Meanwhile, at eleven-thirty on that Thursday morning as I sat astride the water closet, browsing through the letter columns of the Daily Telegraph, my face flushed from my purposeful efforts, the cheeks of my arse warm on the woodwork, as if on cue confusion was announced by the shrill imperious tones of the telephone. I waited a customary five seconds, as irritations welled, then nipping a turd in the bud, placed the Telegraph on the linoleum floor, stuffed three sheets of carefully folded Andrex into my orifice, and shuffled as if in a sack race into the stale disorder of my bed sitting room.
Bent at the knees, and leaning at a thirty-degree angle from the waist, I picked up the receiver and announced my name in a tone hopefully confident enough to conceal the fact that I stood there in a state of ridiculous vulnerability.
‘George Timmins,’ I said and cleared my throat.
‘Hello, George. How are you?’
Certain people are possessed of such unshakeable confidence in their own identity that the very chore of announcing their name seems a preposterous irrelevance. Such people are a source of considerable irritation to me. I have been known to replace the receiver on its cradle without uttering a sound. Only one other kind of person irritates me more.

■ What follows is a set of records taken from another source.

use super::{error::Result, error::StorageError, CreditLedger, Debit, JobStore};
use crate::core::{FailureCategory, GenerationJob, JobId, JobStatus, OwnerId};
use async_trait::async_trait;
use chrono::Utc;
use dashmap::mapref::entry::Entry;
use dashmap::DashMap;

/// In-memory job store and credit ledger using DashMap for concurrent access.
///
/// DashMap shards its locks, so conditional updates on different jobs never
/// contend while updates on the same job serialize on that job's shard. This
/// makes the compare-and-set semantics of [`JobStore`] hold across tasks.
///
/// Lock order is always `handles` before `jobs`, and `charges` before
/// `balances`; no method holds locks from both pairs.
///
/// Only suitable for single-process deployments and tests; nothing survives
/// a restart.
pub struct InMemoryJobStore {
    /// Job records keyed by job id
    jobs: DashMap<JobId, GenerationJob>,
    /// Secondary index: external handle -> job id
    handles: DashMap<String, JobId>,
    /// Credit balances keyed by owner
    balances: DashMap<OwnerId, i64>,
    /// Debits taken, keyed by the job they paid for
    charges: DashMap<JobId, OwnerId>,
}

impl InMemoryJobStore {
    /// Creates a new, empty in-memory store.
    pub fn new() -> Self {
        Self {
            jobs: DashMap::new(),
            handles: DashMap::new(),
            balances: DashMap::new(),
            charges: DashMap::new(),
        }
    }
}

impl Default for InMemoryJobStore {
    fn default() -> Self {
        Self::new()
    }
}

#[async_trait]
impl JobStore for InMemoryJobStore {
    async fn insert_job(&self, job: &GenerationJob) -> Result<()> {
        match self.jobs.entry(job.id()) {
            Entry::Occupied(_) => Err(StorageError::DuplicateJob(job.id())),
            Entry::Vacant(slot) => {
                slot.insert(job.clone());
                Ok(())
            }
        }
    }

    async fn get_job(&self, id: JobId) -> Result<Option<GenerationJob>> {
        Ok(self.jobs.get(&id).map(|entry| entry.value().clone()))
    }

    async fn find_by_external_handle(&self, handle: &str) -> Result<Option<GenerationJob>> {
        let Some(id) = self.handles.get(handle).map(|entry| *entry.value()) else {
            return Ok(None);
        };
        self.get_job(id).await
    }

    async fn list_jobs_for_owner(&self, owner: &OwnerId) -> Result<Vec<GenerationJob>> {
        let mut jobs: Vec<GenerationJob> = self
            .jobs
            .iter()
            .filter(|entry| entry.value().owner_id() == owner)
            .map(|entry| entry.value().clone())
            .collect();

        jobs.sort_by(|a, b| b.created_at().cmp(&a.created_at()));
        Ok(jobs)
    }

    async fn get_incomplete_jobs(&self) -> Result<Vec<GenerationJob>> {
        let mut jobs: Vec<GenerationJob> = self
            .jobs
            .iter()
            .filter(|entry| !entry.value().status().is_terminal())
            .map(|entry| entry.value().clone())
            .collect();

        jobs.sort_by_key(|job| job.created_at());
        Ok(jobs)
    }

    async fn transition(
        &self,
        id: JobId,
        from: JobStatus,
        to: JobStatus,
        failure: Option<FailureCategory>,
    ) -> Result<bool> {
        from.check_transition(to)?;

        let mut job = self.jobs.get_mut(&id).ok_or(StorageError::JobNotFound(id))?;
        if job.status != from {
            return Ok(false);
        }
        job.status = to;
        if to == JobStatus::Failed {
            job.failure = failure;
        }
        job.updated_at = Utc::now();
        Ok(true)
    }

    async fn record_derived_audio(&self, id: JobId, audio_key: &str) -> Result<bool> {
        let mut job = self.jobs.get_mut(&id).ok_or(StorageError::JobNotFound(id))?;
        if job.status != JobStatus::Processing || job.derived_audio_key.is_some() {
            return Ok(false);
        }
        job.derived_audio_key = Some(audio_key.to_string());
        job.updated_at = Utc::now();
        Ok(true)
    }

    async fn record_external_handle(&self, id: JobId, handle: &str) -> Result<bool> {
        match self.handles.entry(handle.to_string()) {
            Entry::Occupied(existing) => {
                let holder = *existing.get();
                if holder != id {
                    return Err(StorageError::HandleConflict {
                        handle: handle.to_string(),
                        holder,
                    });
                }
                // Already recorded for this job
                Ok(false)
            }
            Entry::Vacant(slot) => {
                let mut job = self.jobs.get_mut(&id).ok_or(StorageError::JobNotFound(id))?;
                if job.status != JobStatus::Processing || job.external_handle.is_some() {
                    return Ok(false);
                }
                job.external_handle = Some(handle.to_string());
                job.updated_at = Utc::now();
                slot.insert(id);
                Ok(true)
            }
        }
    }

    async fn complete_job(&self, id: JobId, output_key: &str) -> Result<bool> {
        let mut job = self.jobs.get_mut(&id).ok_or(StorageError::JobNotFound(id))?;
        if job.status != JobStatus::Processing {
            return Ok(false);
        }
        job.status = JobStatus::Completed;
        job.output_key = Some(output_key.to_string());
        job.updated_at = Utc::now();
        Ok(true)
    }
}

#[async_trait]
impl CreditLedger for InMemoryJobStore {
    async fn check_balance(&self, owner: &OwnerId) -> Result<i64> {
        Ok(self.balances.get(owner).map(|b| *b.value()).unwrap_or(0))
    }

    async fn debit_one(&self, owner: &OwnerId, job: JobId) -> Result<Debit> {
        match self.charges.entry(job) {
            Entry::Occupied(_) => Ok(Debit::AlreadyCharged),
            Entry::Vacant(slot) => {
                let remaining = {
                    let Some(mut balance) = self.balances.get_mut(owner) else {
                        return Ok(Debit::InsufficientBalance);
                    };
                    if *balance <= 0 {
                        return Ok(Debit::InsufficientBalance);
                    }
                    *balance -= 1;
                    *balance
                };
                slot.insert(owner.clone());
                Ok(Debit::Charged { remaining })
            }
        }
    }

    async fn refund(&self, owner: &OwnerId, job: JobId) -> Result<bool> {
        if self.charges.remove_if(&job, |_, charged| charged == owner).is_none() {
            return Ok(false);
        }
        *self.balances.entry(owner.clone()).or_insert(0) += 1;
        Ok(true)
    }

    async fn is_charged(&self, job: JobId) -> Result<bool> {
        Ok(self.charges.contains_key(&job))
    }

    async fn grant(&self, owner: &OwnerId, amount: i64) -> Result<i64> {
        let mut balance = self.balances.entry(owner.clone()).or_insert(0);
        *balance += amount;
        Ok(*balance)
    }
}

They conduct themselves on telephones in exactly the same lofty fashion but so distinctive is their voice that even after considerable periods of absence it is immediately recognisable. Such is the voice of David Adler.
It has a light fruitiness, modulated like an actor’s, caressing, sleepy, sensual, as if he has just woken up and you are the first person he thought of. (At eleven-thirty he probably was still in bed.) The flat London vowels only add to its persuasiveness, with its accentuated lilt, soft, slurred, flowing. It is curious to think that an accidental or genetic arrangement of the vocal chords, assiduously cultivated, can afford the basis of so much worldly success. The listener felt privileged to eavesdrop on David Adler’s intimate aloofness. And one look into those soft, large, grey-green eyes trebled the honour.
‘Who is that speaking?’ I asked sharply.
An indulgent sigh brushed its silky way along the impartial wires. ‘It’s David,’ implying who else could it be, and indeed, who else could it have been? ‘I’d like to see you.’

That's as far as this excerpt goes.